WHAT YOU HAVE TO DO: In the records below, find the line that contains "let events = sink.events();" and repeat it, along with each line after it, exactly as written.

Records from a data source:
BEGIN

//! End-to-end decoding of synthetic version 1 symbols.

mod common;

use std::time::Duration;

use camqr::config::PipelineConfig;
use camqr::decoder::{self, DecodeError};
use camqr::engine::{DecoderEngine, QrEngine};
use camqr::models::{DataType, EcLevel, Frame, MaskPattern, PixelFormat};
use camqr::pipeline::{CycleOutcome, PipelineController, Shutdown};
use camqr::sink::{CollectingSink, ReportKind, TextSink};
use camqr::source::{ImageFileSource, frame_channel};
use common::fast_config;
use common::synthetic_qr::{Canvas, SIZE, SyntheticSymbol, data_codewords};

const SCALE: usize = 4;
const QUIET: usize = 4;

fn hello_frame() -> Frame {
    let (pixels, side) = SyntheticSymbol::hello().render(SCALE, QUIET);
    Frame::grayscale(side, side, pixels).unwrap()
}

#[test]
fn hello_codewords_match_the_reference_layout() {
    let bytes = data_codewords(b"HELLO", 16);
    assert_eq!(&bytes[..7], &[0x40, 0x54, 0x84, 0x54, 0xC4, 0xC4, 0xF0]);
    assert_eq!(
        &bytes[7..],
        &[0xEC, 0x11, 0xEC, 0x11, 0xEC, 0x11, 0xEC, 0x11, 0xEC]
    );
}

#[test]
fn module_grid_decodes_directly() {
    let symbol = SyntheticSymbol::hello();
    let decoded = decoder::decode_cells(&symbol.cells(), SIZE).unwrap();
    assert_eq!(decoded.version, 1);
    assert_eq!(decoded.ecc_level, EcLevel::M);
    assert_eq!(decoded.mask, MaskPattern::Pattern0);
    assert_eq!(decoded.data_type, Some(DataType::Byte));
    assert_eq!(decoded.payload, b"HELLO");
    assert_eq!(decoded.eci, None);
}

#[test]
fn every_level_and_mask_round_trips() {
    for level in [EcLevel::L, EcLevel::M, EcLevel::Q, EcLevel::H] {
        for mask in 0..8u8 {
            let symbol = SyntheticSymbol::encode(b"camqr", level, mask);
            let decoded = decoder::decode_cells(&symbol.cells(), SIZE)
                .unwrap_or_else(|e| panic!("level {level} mask {mask}: {e}"));
            assert_eq!(decoded.ecc_level, level);
            assert_eq!(decoded.mask.index(), mask);
            assert_eq!(decoded.payload, b"camqr");
        }
    }
}

#[test]
fn damaged_modules_are_corrected() {
    let mut symbol = SyntheticSymbol::hello();
    // a handful of data modules, well under the level M budget
    for (x, y) in [(20, 20), (19, 19), (15, 12), (11, 18)] {
        symbol.flip(x, y);
    }
    let decoded = decoder::decode_cells(&symbol.cells(), SIZE).unwrap();
    assert_eq!(decoded.payload, b"HELLO");
}

#[test]
fn scrambled_data_fails_with_ecc_error() {
    let mut symbol = SyntheticSymbol::hello();
    symbol.corrupt_data();
    assert_eq!(
        decoder::decode_cells(&symbol.cells(), SIZE),
        Err(DecodeError::DataEcc)
    );
}

#[test]
fn engine_locates_and_decodes_hello() {
    let frame = hello_frame();
    let mut engine = QrEngine::new();
    engine.resize(frame.width(), frame.height()).unwrap();
    engine.load().copy_from_slice(frame.buffer());

    assert_eq!(engine.detect(), 1);
    let region = engine.extract(0);
    assert_eq!(region.size, SIZE);
    let corners: Vec<(i32, i32)> = region.corners.iter().map(|p| p.rounded()).collect();
    assert_eq!(corners, vec![(16, 16), (100, 16), (100, 100), (16, 100)]);

    let decoded = engine.decode(&region).unwrap();
    assert_eq!(decoded.payload_text(), "HELLO");
    assert_eq!(decoded.ecc_level, EcLevel::M);
    engine.release();
}

#[test]
fn detection_is_deterministic() {
    let frame = hello_frame();
    let mut engine = QrEngine::new();
    engine.resize(frame.width(), frame.height()).unwrap();

    let mut runs = Vec::new();
    for _ in 0..2 {
        engine.load().copy_from_slice(frame.buffer());
        let count = engine.detect();
        let regions: Vec<_> = (0..count).map(|i| engine.extract(i).geometry()).collect();
        runs.push(regions);
    }
    assert_eq!(runs[0], runs[1]);
}

#[test]
fn pipeline_reports_hello() {
    let (producer, source) = frame_channel(1, Duration::from_millis(100));
    producer.send(hello_frame()).unwrap();

    let mut controller =
        PipelineController::new(source, QrEngine::new(), CollectingSink::new(), fast_config());
    assert_eq!(
        controller.step().unwrap(),
        CycleOutcome::Processed {
            decoded: 1,
            failed: 0
        }
    );

    let (_, _, sink) = controller.into_parts();
    assert_eq!(sink.events().len(), 1);
    match &sink.events()[0].kind {
        ReportKind::Decoded {
            index,
            geometry,
            symbol,
        } => {
            assert_eq!(*index, 0);
            assert_eq!(geometry.size, SIZE);
            assert_eq!(symbol.payload, b"HELLO");
            assert_eq!(symbol.data_type, Some(DataType::Byte));
            assert_eq!(symbol.ecc_level, EcLevel::M);
            assert_eq!(symbol.mask, MaskPattern::Pattern0);
        }
        other => panic!("unexpected event {other:?}"),
    }
    assert_eq!(producer.recycled_buffer().map(|b| b.len()), Some(116 * 116));
}

#[test]
fn two_symbols_keep_left_to_right_order_and_fail_independently() {
    let side = (SIZE + 2 * QUIET) * SCALE;
    let mut damaged = SyntheticSymbol::encode(b"RIGHT", EcLevel::M, 2);
    damaged.corrupt_data();

    let mut canvas = Canvas::new(side * 2 + 64, side);
    canvas.stamp(
        &SyntheticSymbol::encode(b"LEFT", EcLevel::M, 0),
        0,
        0,
        SCALE,
        QUIET,
    );
    canvas.stamp(&damaged, side + 64, 0, SCALE, QUIET);
    let frame = Frame::grayscale(canvas.width, canvas.height, canvas.pixels).unwrap();

    for parallel in [false, true] {
        let (producer, source) = frame_channel(1, Duration::from_millis(100));
        producer.send(frame.clone()).unwrap();
        let config = PipelineConfig {
            parallel_decode: parallel,
            ..fast_config()
        };
        let mut controller =
            PipelineController::new(source, QrEngine::new(), CollectingSink::new(), config);
        assert_eq!(
            controller.step().unwrap(),
            CycleOutcome::Processed {
                decoded: 1,
                failed: 1
            }
        );

        let (_, _, sink) = controller.into_parts();
        let events = sink.events();
        assert!(matches!(
            &events[0].kind,
            ReportKind::Decoded { index: 0, symbol, .. } if symbol.payload == b"LEFT"
        ));
        assert!(matches!(
            &events[1].kind,
            ReportKind::DecodeFailed { index: 1, .. }
        ));
    }
}

#[test]
fn replayed_images_decode_in_every_raw_format() {
    let dir = tempfile::tempdir().unwrap();
    let (pixels, side) = SyntheticSymbol::hello().render(SCALE, QUIET);
    let path = dir.path().join("hello.png");
    image::GrayImage::from_raw(side as u32, side as u32, pixels)
        .unwrap()
        .save(&path)
        .unwrap();

    for format in [
        PixelFormat::Grayscale,
        PixelFormat::Rgb888,
        PixelFormat::Rgb565,
        PixelFormat::Yuv422,
    ] {
        let source = ImageFileSource::new([path.clone()]).with_pixel_format(format);
        let config = PipelineConfig {
            pixel_format: format,
            ..fast_config()
        };
        let mut controller =
            PipelineController::new(source, QrEngine::new(), CollectingSink::new(), config);
        let stats = controller.run_cycles(2, &Shutdown::new()).unwrap();
        assert_eq!(stats.symbols_decoded, 1, "format {format}");
        assert_eq!(stats.capture_failures, 1, "format {format}");

        let (_, _, sink) = controller.into_parts();
        let symbol = sink.symbols().next().unwrap();
        assert_eq!(symbol.payload_text(), "HELLO");
    }
}

#[test]
fn text_sink_prints_the_console_dump() {
    let (producer, source) = frame_channel(1, Duration::from_millis(100));
    producer.send(hello_frame()).unwrap();

    let sink = TextSink::new(Vec::new());
    let mut controller = PipelineController::new(source, QrEngine::new(), sink, fast_config());
    controller.step().unwrap();

    let (_, _, sink) = controller.into_parts();
    let text = String::from_utf8(sink.into_inner()).unwrap();
    assert!(text.contains("21 cells, corners: (16,16) (100,16) (100,100) (16,100)"));
    assert!(text.contains("Decoding successful:"));
    assert!(text.contains("    Version: 1"));
    assert!(text.contains("    ECC level: M"));
    assert!(text.contains("    Mask: 0"));
    assert!(text.contains("    Data type: 4 (BYTE)"));
    assert!(text.contains("    Length: 5"));
    assert!(text.contains("    Payload: HELLO"));
}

END

OUTPUT:
        let events = sink.events();
        assert!(matches!(
            &events[0].kind,
            ReportKind::Decoded { index: 0, symbol, .. } if symbol.payload == b"LEFT"
        ));
        assert!(matches!(
            &events[1].kind,
            ReportKind::DecodeFailed { index: 1, .. }
        ));
    }
}

#[test]
fn replayed_images_decode_in_every_raw_format() {
    let dir = tempfile::tempdir().unwrap();
    let (pixels, side) = SyntheticSymbol::hello().render(SCALE, QUIET);
    let path = dir.path().join("hello.png");
    image::GrayImage::from_raw(side as u32, side as u32, pixels)
        .unwrap()
        .save(&path)
        .unwrap();

    for format in [
        PixelFormat::Grayscale,
        PixelFormat::Rgb888,
        PixelFormat::Rgb565,
        PixelFormat::Yuv422,
    ] {
        let source = ImageFileSource::new([path.clone()]).with_pixel_format(format);
        let config = PipelineConfig {
            pixel_format: format,
            ..fast_config()
        };
        let mut controller =
            PipelineController::new(source, QrEngine::new(), CollectingSink::new(), config);
        let stats = controller.run_cycles(2, &Shutdown::new()).unwrap();
        assert_eq!(stats.symbols_decoded, 1, "format {format}");
        assert_eq!(stats.capture_failures, 1, "format {format}");

        let (_, _, sink) = controller.into_parts();
        let symbol = sink.symbols().next().unwrap();
        assert_eq!(symbol.payload_text(), "HELLO");
    }
}

#[test]
fn text_sink_prints_the_console_dump() {
    let (producer, source) = frame_channel(1, Duration::from_millis(100));
    producer.send(hello_frame()).unwrap();

    let sink = TextSink::new(Vec::new());
    let mut controller = PipelineController::new(source, QrEngine::new(), sink, fast_config());
    controller.step().unwrap();

    let (_, _, sink) = controller.into_parts();
    let text = String::from_utf8(sink.into_inner()).unwrap();
    assert!(text.contains("21 cells, corners: (16,16) (100,16) (100,100) (16,100)"));
    assert!(text.contains("Decoding successful:"));
    assert!(text.contains("    Version: 1"));
    assert!(text.contains("    ECC level: M"));
    assert!(text.contains("    Mask: 0"));
    assert!(text.contains("    Data type: 4 (BYTE)"));
    assert!(text.contains("    Length: 5"));
    assert!(text.contains("    Payload: HELLO"));
}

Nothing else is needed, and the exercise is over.